Problem details:
Beginning with the line that holds "if let Some(usage)" in the data below, give again every line through the one that holds "Download a generated", exactly as written.

(Data records)
********

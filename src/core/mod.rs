pub mod error;
pub mod request;
pub mod response;
pub mod submission;

pub use error::AdPromptError;
pub use request::{
    CreativeRequest, CustomerType, Gender, IncomeLevel, Layout, Orientation, ReferenceImage,
};
pub use response::{CreativeResponse, ImagePrompt};
pub use submission::{Stage, Submission, SubmissionStatus};
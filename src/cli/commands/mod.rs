pub mod config;
pub mod generate;
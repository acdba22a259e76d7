mod types;

use async_trait::async_trait;
use reqwest::StatusCode;
use std::path::{Path, PathBuf};
use tokio::fs;

pub use types::*;

use crate::config::Config;
use crate::core::AdPromptError;
use crate::http_client::HTTP_CLIENT;

/// Chat completion service returning the model's JSON text
#[async_trait]
pub trait ChatBackend: Send + Sync {
    async fn complete(&self, request: &ChatCompletionRequest) -> Result<String, AdPromptError>;
}

/// Image generation service returning a retrievable URL
#[async_trait]
pub trait ImageBackend: Send + Sync {
    async fn generate_image(&self, request: &ImageGenerationRequest)
        -> Result<String, AdPromptError>;
}

/// OpenAI-compatible API client
#[derive(Clone)]
pub struct OpenAiClient {
    api_key: String,
    base_url: String,
}

impl OpenAiClient {
    /// Create a new client from config. A missing key fails before any request is made.
    pub fn from_config(config: &Config) -> Result<Self, AdPromptError> {
        let api_key = config
            .api_key()
            .filter(|k| !k.trim().is_empty())
            .ok_or_else(AdPromptError::missing_api_key)?
            .to_string();

        Ok(Self {
            api_key,
            base_url: config.api.base_url.trim_end_matches('/').to_string(),
        })
    }

    async fn post_json<T: serde::Serialize + ?Sized>(
        &self,
        path: &str,
        body: &T,
    ) -> Result<String, AdPromptError> {
        let url = format!("{}/{}", self.base_url, path);

        let response = HTTP_CLIENT
            .post(&url)
            .bearer_auth(&self.api_key)
            .json(body)
            .send()
            .await?;

        let status = response.status();
        let body = response.text().await?;

        tracing::debug!("Response status: {}", status);
        tracing::debug!("Response body: {}", body);

        if !status.is_success() {
            return Err(status_error(status, &body));
        }

        Ok(body)
    }
}

#[async_trait]
impl ChatBackend for OpenAiClient {
    async fn complete(&self, request: &ChatCompletionRequest) -> Result<String, AdPromptError> {
        tracing::debug!(
            "Sending chat request: model={}, messages={}, image_attached={}",
            request.model,
            request.messages.len(),
            request.has_image_attachment()
        );

        let body = self.post_json("chat/completions", request).await?;
        chat_content(&body)
    }
}

#[async_trait]
impl ImageBackend for OpenAiClient {
    async fn generate_image(
        &self,
        request: &ImageGenerationRequest,
    ) -> Result<String, AdPromptError> {
        tracing::debug!(
            "Sending image request: model={}, size={}, prompt={}",
            request.model,
            request.size.as_str(),
            request.prompt
        );

        let body = self.post_json("images/generations", request).await?;
        image_url(&body)
    }
}

/// Extract `choices[0].message.content` from a chat completion body
fn chat_content(body: &str) -> Result<String, AdPromptError> {
    let response: ChatCompletionResponse = serde_json::from_str(body).map_err(|e| {
        AdPromptError::malformed(format!("Failed to parse chat completion: {}", e), body)
    })?;

    if let Some(usage) = &response.usage {
        tracing::debug!(
            "Token usage: prompt={:?}, completion={:?}, total={:?}",
            usage.prompt_tokens,
            usage.completion_tokens,
            usage.total_tokens
        );
    }

    let choice = response
        .choices
        .into_iter()
        .next()
        .ok_or_else(|| AdPromptError::malformed("Chat completion had no choices", body))?;

    if let Some(refusal) = choice.message.refusal {
        return Err(AdPromptError::malformed(
            format!("Model refused the request: {}", refusal),
            body,
        ));
    }

    choice.message.content.ok_or_else(|| {
        AdPromptError::malformed(
            format!(
                "Chat completion had no content (finish_reason: {})",
                choice.finish_reason.as_deref().unwrap_or("unknown")
            ),
            body,
        )
    })
}

/// Extract `data[0].url` from an image generation body
fn image_url(body: &str) -> Result<String, AdPromptError> {
    let response: ImageGenerationResponse = serde_json::from_str(body).map_err(|e| {
        AdPromptError::malformed(format!("Failed to parse image response: {}", e), body)
    })?;

    let image = response
        .data
        .into_iter()
        .next()
        .ok_or_else(|| AdPromptError::malformed("No images in response", body))?;

    if let Some(revised) = &image.revised_prompt {
        tracing::debug!("Revised prompt: {}", revised);
    }

    image
        .url
        .filter(|u| !u.is_empty())
        .ok_or_else(|| AdPromptError::malformed("Image response had no URL", body))
}

/// Map a non-success HTTP status to an error category
fn status_error(status: StatusCode, body: &str) -> AdPromptError {
    let message = serde_json::from_str::<ApiErrorResponse>(body)
        .map(|e| e.error.message)
        .unwrap_or_else(|_| format!("{}: {}", status, body));

    match status {
        StatusCode::UNAUTHORIZED | StatusCode::FORBIDDEN => AdPromptError::Auth(message),
        _ => AdPromptError::Connection {
            message,
            source: None,
        },
    }
}

/// Download a generated image into `output_dir` as `<name>.png`
pub async fn download_image(
    url: &str,
    output_dir: &Path,
    name: &str,
) -> Result<PathBuf, AdPromptError> {
    fs::create_dir_all(output_dir).await?;

    let response = HTTP_CLIENT.get(url).send().await?;
    let status = response.status();
    if !status.is_success() {
        return Err(AdPromptError::Connection {
            message: format!("Image download failed with status {}", status),
            source: None,
        });
    }
    let bytes = response.bytes().await?;

    let path = output_dir.join(format!("{}.png", name));
    fs::write(&path, &bytes).await?;

    tracing::info!("Saved image to: {}", path.display());
    Ok(path)
}

#[cfg(test)]
mod tests {
    use super::*;

    #[test]
    fn unauthorized_maps_to_auth_error() {
        let body = r#"{"error": {"message": "Incorrect API key provided", "type": "invalid_request_error", "code": "invalid_api_key"}}"#;
        let err = status_error(StatusCode::UNAUTHORIZED, body);
        assert!(matches!(err, AdPromptError::Auth(ref m) if m == "Incorrect API key provided"));
    }

    #[test]
    fn server_errors_map_to_connection_error() {
        let err = status_error(StatusCode::BAD_GATEWAY, "upstream down");
        assert_eq!(err.category(), "connection");
        assert!(err.to_string().contains("upstream down"));
    }

    #[test]
    fn client_requires_api_key() {
        let mut config = Config::default();
        config.api.key = Some("  ".to_string());
        let err = OpenAiClient::from_config(&config).err().unwrap();
        assert_eq!(err.category(), "auth");

        config.api.key = Some("sk-test".to_string());
        assert!(OpenAiClient::from_config(&config).is_ok());
    }

    #[test]
    fn image_request_serializes_size_preset() {
        let request = ImageGenerationRequest {
            model: "dall-e-3".to_string(),
            prompt: "a pudding".to_string(),
            size: ImageSize::Wide,
            quality: "standard".to_string(),
            n: 1,
        };
        let json = serde_json::to_value(&request).unwrap();
        assert_eq!(json["size"], "1792x1024");
        assert_eq!(json["n"], 1);
    }

    #[test]
    fn chat_content_reads_first_choice() {
        let body = r#"{
            "choices": [
                {"message": {"role": "assistant", "content": "{\"prompt\": \"A pudding\"}"}, "finish_reason": "stop"},
                {"message": {"role": "assistant", "content": "second"}, "finish_reason": "stop"}
            ],
            "usage": {"prompt_tokens": 120, "completion_tokens": 80, "total_tokens": 200}
        }"#;
        assert_eq!(chat_content(body).unwrap(), r#"{"prompt": "A pudding"}"#);
    }

    #[test]
    fn chat_refusal_is_malformed() {
        let body = r#"{"choices": [{"message": {"content": null, "refusal": "I can't help with that."}, "finish_reason": "stop"}]}"#;
        let err = chat_content(body).unwrap_err();
        assert_eq!(err.category(), "malformed_response");
        assert!(err.to_string().contains("I can't help with that."));
        assert_eq!(err.raw_output(), Some(body));
    }

    #[test]
    fn chat_without_choices_is_malformed() {
        let err = chat_content(r#"{"choices": []}"#).unwrap_err();
        assert!(err.to_string().contains("no choices"));
        let err = chat_content(r#"{}"#).unwrap_err();
        assert!(err.to_string().contains("no choices"));
    }

    #[test]
    fn chat_null_content_reports_finish_reason() {
        let body = r#"{"choices": [{"message": {"content": null}, "finish_reason": "length"}]}"#;
        let err = chat_content(body).unwrap_err();
        assert_eq!(err.category(), "malformed_response");
        assert!(err.to_string().contains("finish_reason: length"));
    }

    #[test]
    fn chat_body_that_is_not_json_is_malformed() {
        let err = chat_content("<html>502</html>").unwrap_err();
        assert_eq!(err.raw_output(), Some("<html>502</html>"));
    }

    #[test]
    fn image_url_reads_first_entry() {
        let body = r#"{"created": 1, "data": [{"url": "https://img.example.com/a.png", "revised_prompt": "A glossy pudding"}]}"#;
        assert_eq!(image_url(body).unwrap(), "https://img.example.com/a.png");
    }

    #[test]
    fn image_url_missing_or_empty_is_malformed() {
        for body in [
            r#"{"data": []}"#,
            r#"{"data": [{"b64_json": "aGVsbG8="}]}"#,
            r#"{"data": [{"url": ""}]}"#,
            r#"{"data": [{"url": null}]}"#,
            "not json",
        ] {
            let err = image_url(body).unwrap_err();
            assert_eq!(err.category(), "malformed_response", "body: {}", body);
            assert_eq!(err.raw_output(), Some(body));
        }
    }

    #[test]
    fn text_only_message_has_no_parts() {
        let message = ChatMessage::user(MessageContent::Text("hello".to_string()));
        let json = serde_json::to_value(&message).unwrap();
        assert_eq!(json["content"], "hello");
    }
}
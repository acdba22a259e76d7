use anyhow::{Context, Result};
use clap::{Args, ValueEnum};
use colored::Colorize;
use indicatif::{ProgressBar, ProgressStyle};
use std::path::{Path, PathBuf};
use std::time::Duration;
use tokio::fs;

use crate::api::{self, OpenAiClient};
use crate::config::{Config, DisplayMode};
use crate::core::{
    AdPromptError, CreativeRequest, CreativeResponse, CustomerType, Gender, ImagePrompt,
    IncomeLevel, Layout, Orientation, ReferenceImage, Submission,
};
use crate::orchestrator::{ModelSettings, Orchestrator};

/// File name of the exported image prompt
pub const PROMPT_FILE_NAME: &str = "nano_banana_prompt.json";

/// How the result is printed
#[derive(Debug, Clone, Copy, Default, PartialEq, Eq, ValueEnum)]
pub enum OutputFormat {
    /// Human-readable output
    #[default]
    Text,
    /// The whole submission as JSON
    Json,
    /// Only the written file paths
    Quiet,
}

#[derive(Args)]
pub struct GenerateArgs {
    /// Product name
    #[arg(required = true)]
    pub product_name: String,

    /// Product features and selling points
    #[arg(long, default_value = "")]
    pub features: String,

    /// Target age (10-90)
    #[arg(long)]
    pub age: Option<u8>,

    /// Target gender
    #[arg(long, value_enum)]
    pub gender: Option<Gender>,

    /// Target income level
    #[arg(long, value_enum)]
    pub income: Option<IncomeLevel>,

    /// Customer type (new: attention focus, repeater: recall focus)
    #[arg(long, value_enum)]
    pub customer: Option<CustomerType>,

    /// Screen orientation (sets the aspect ratio)
    #[arg(long, value_enum)]
    pub orientation: Option<Orientation>,

    /// Layout template
    #[arg(short, long, value_enum)]
    pub layout: Option<Layout>,

    /// Product photo to use as visual reference (png, jpg, webp)
    #[arg(short, long)]
    pub image: Option<PathBuf>,

    /// Also generate the image from the prompt
    #[arg(short, long, conflicts_with = "no_render")]
    pub render: bool,

    /// Skip image generation even if enabled in config
    #[arg(long)]
    pub no_render: bool,

    /// Don't download the generated image
    #[arg(long)]
    pub no_download: bool,

    /// Output directory for the prompt file and images
    #[arg(short, long)]
    pub output: Option<PathBuf>,

    /// API key for this run (overrides environment and config)
    #[arg(long)]
    pub api_key: Option<String>,

    /// Output format
    #[arg(short, long, value_enum, default_value_t = OutputFormat::Text)]
    pub format: OutputFormat,
}

impl GenerateArgs {
    fn render_image(&self, config: &Config) -> bool {
        if self.render {
            true
        } else if self.no_render {
            false
        } else {
            config.output.render_image
        }
    }
}

pub async fn run(args: GenerateArgs, config: &Config) -> Result<()> {
    let mut config = config.clone();
    config.override_api_key(args.api_key.clone());

    let render = args.render_image(&config);
    let request = build_request(&args, &config).await?;
    let mut submission = Submission::new();

    // Show progress
    let pb = if args.format == OutputFormat::Text {
        let pb = ProgressBar::new_spinner();
        pb.set_style(
            ProgressStyle::default_spinner()
                .template("{spinner:.yellow} {msg}")
                .unwrap(),
        );
        pb.set_message(format!(
            "Creative director is brainstorming for {}...",
            request.product_name
        ));
        pb.enable_steady_tick(Duration::from_millis(100));
        Some(pb)
    } else {
        None
    };

    let outcome = match OpenAiClient::from_config(&config) {
        Ok(client) => {
            let orchestrator =
                Orchestrator::new(client.clone(), client, ModelSettings::from_config(&config));
            orchestrator.submit(request, render, &mut submission).await
        }
        Err(e) => {
            submission.set_failed(&e);
            Err(e)
        }
    };

    let response = match outcome {
        Ok(response) => response,
        Err(e) => {
            if let Some(pb) = pb {
                pb.finish_with_message(format!("{} Generation failed", "✗".red()));
            }
            report_failure(args.format, &submission, &e)?;
            return Err(e.into());
        }
    };

    let output_dir = args
        .output
        .clone()
        .unwrap_or_else(|| PathBuf::from(&config.output.directory));

    let prompt_path = export_prompt(&response.image_prompt, &output_dir).await?;

    let image_path = match &response.generated_image_url {
        Some(url) if config.output.download_image && !args.no_download => {
            match api::download_image(url, &output_dir, &submission.id).await {
                Ok(path) => Some(path),
                Err(e) => {
                    // The URL is still printed below
                    tracing::warn!("Failed to download generated image: {}", e);
                    None
                }
            }
        }
        _ => None,
    };

    if let Some(pb) = &pb {
        let message = if response.generated_image_url.is_some() {
            "Creative brief and image ready"
        } else {
            "Creative brief ready"
        };
        pb.finish_with_message(format!("{} {}", "✓".green(), message));
    }

    // Display based on format
    match args.format {
        OutputFormat::Json => {
            println!("{}", serde_json::to_string_pretty(&submission)?);
        }
        OutputFormat::Quiet => {
            println!("{}", prompt_path.display());
            if let Some(path) = &image_path {
                println!("{}", path.display());
            }
        }
        OutputFormat::Text => {
            print_response(&submission, &response)?;
            println!();
            println!("{}: {}", "Prompt file".cyan().bold(), prompt_path.display());
            if let Some(path) = &image_path {
                println!("{}: {}", "Image file".cyan().bold(), path.display());
                if config.output.display == DisplayMode::Terminal {
                    println!();
                    display_image_terminal(path);
                }
            }
        }
    }

    Ok(())
}

/// Assemble the immutable request from flags, falling back to config defaults
async fn build_request(args: &GenerateArgs, config: &Config) -> Result<CreativeRequest> {
    let defaults = &config.defaults;

    let mut request = CreativeRequest::new(&args.product_name)
        .with_features(&args.features)
        .with_age(args.age.unwrap_or(defaults.age))
        .with_gender(args.gender.unwrap_or(defaults.gender))
        .with_income(args.income.unwrap_or(defaults.income))
        .with_customer_type(args.customer.unwrap_or(defaults.customer_type))
        .with_orientation(args.orientation.unwrap_or(defaults.orientation))
        .with_layout(args.layout.unwrap_or(defaults.layout));

    if let Some(path) = &args.image {
        let image = ReferenceImage::load(path)
            .await
            .with_context(|| format!("Failed to load reference image {}", path.display()))?;
        request = request.with_reference_image(image);
    }

    Ok(request)
}

/// Write the image prompt as pretty JSON and return the file path
pub async fn export_prompt(prompt: &ImagePrompt, output_dir: &Path) -> Result<PathBuf> {
    fs::create_dir_all(output_dir)
        .await
        .context("Failed to create output directory")?;

    let path = output_dir.join(PROMPT_FILE_NAME);
    let json = prompt.to_pretty_json()?;
    fs::write(&path, json)
        .await
        .context("Failed to write prompt file")?;

    tracing::info!("Saved prompt to: {}", path.display());
    Ok(path)
}

fn print_response(submission: &Submission, response: &CreativeResponse) -> Result<()> {
    let prompt = &response.image_prompt;

    println!();
    println!("{}: {}", "Submission".cyan().bold(), submission.id);
    println!("{}: {}", "Product".cyan().bold(), response.product_name);
    println!();
    println!("{}", "Creative Strategy".yellow().bold());
    println!("{}", "=".repeat(50));
    println!("{}:", "Target Analysis".bold());
    println!("  {}", response.target_audience);
    println!("{}:", "Concept Rationale".bold());
    println!("  {}", response.concept_rationale);

    if !prompt.color_palette.is_empty() {
        println!("{}: {}", "Recommended Colors".bold(), prompt.color_palette.join(", "));
    }
    println!("{}: {}", "Aspect Ratio".bold(), prompt.aspect_ratio);
    if !prompt.mood.is_empty() {
        println!("{}: {}", "Mood".bold(), prompt.mood);
    }

    println!();
    println!("{}", "JSON Output (Nano Banana Pro)".yellow().bold());
    println!("{}", "=".repeat(50));
    println!("{}", prompt.to_pretty_json()?);

    if let Some(url) = &response.generated_image_url {
        println!();
        println!("{}: {}", "Image URL".cyan().bold(), url);
    }

    Ok(())
}

fn report_failure(
    format: OutputFormat,
    submission: &Submission,
    error: &AdPromptError,
) -> Result<()> {
    match format {
        OutputFormat::Json => println!("{}", serde_json::to_string_pretty(submission)?),
        OutputFormat::Quiet => {}
        OutputFormat::Text => {
            let label = match error {
                AdPromptError::Auth(_) => "Authentication error",
                AdPromptError::Connection { .. } => "Connection error",
                AdPromptError::MalformedResponse { .. } => "Malformed response",
                AdPromptError::Validation { .. } => "Invalid input",
                AdPromptError::IoError(_) => "IO error",
            };
            eprintln!("{}: {}", label.red().bold(), error);

            // Partial output, for debugging only
            if let Some(raw) = &submission.raw_chat_response {
                eprintln!();
                eprintln!("{}", "Raw model output:".dimmed());
                eprintln!("{}", raw.dimmed());
            }
        }
    }
    Ok(())
}

/// Display an image in the terminal using viuer
fn display_image_terminal(path: &Path) {
    let conf = viuer::Config {
        width: Some(80),
        height: Some(30),
        absolute_offset: false,
        ..Default::default()
    };

    if let Err(e) = viuer::print_from_file(path, &conf) {
        tracing::debug!("Failed to display image in terminal: {}", e);
    }
}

********

Response for this exercise:
    if let Some(usage) = &response.usage {
        tracing::debug!(
            "Token usage: prompt={:?}, completion={:?}, total={:?}",
            usage.prompt_tokens,
            usage.completion_tokens,
            usage.total_tokens
        );
    }

    let choice = response
        .choices
        .into_iter()
        .next()
        .ok_or_else(|| AdPromptError::malformed("Chat completion had no choices", body))?;

    if let Some(refusal) = choice.message.refusal {
        return Err(AdPromptError::malformed(
            format!("Model refused the request: {}", refusal),
            body,
        ));
    }

    choice.message.content.ok_or_else(|| {
        AdPromptError::malformed(
            format!(
                "Chat completion had no content (finish_reason: {})",
                choice.finish_reason.as_deref().unwrap_or("unknown")
            ),
            body,
        )
    })
}

/// Extract `data[0].url` from an image generation body
fn image_url(body: &str) -> Result<String, AdPromptError> {
    let response: ImageGenerationResponse = serde_json::from_str(body).map_err(|e| {
        AdPromptError::malformed(format!("Failed to parse image response: {}", e), body)
    })?;

    let image = response
        .data
        .into_iter()
        .next()
        .ok_or_else(|| AdPromptError::malformed("No images in response", body))?;

    if let Some(revised) = &image.revised_prompt {
        tracing::debug!("Revised prompt: {}", revised);
    }

    image
        .url
        .filter(|u| !u.is_empty())
        .ok_or_else(|| AdPromptError::malformed("Image response had no URL", body))
}

/// Map a non-success HTTP status to an error category
fn status_error(status: StatusCode, body: &str) -> AdPromptError {
    let message = serde_json::from_str::<ApiErrorResponse>(body)
        .map(|e| e.error.message)
        .unwrap_or_else(|_| format!("{}: {}", status, body));

    match status {
        StatusCode::UNAUTHORIZED | StatusCode::FORBIDDEN => AdPromptError::Auth(message),
        _ => AdPromptError::Connection {
            message,
            source: None,
        },
    }
}

/// Download a generated image into `output_dir` as `<name>.png`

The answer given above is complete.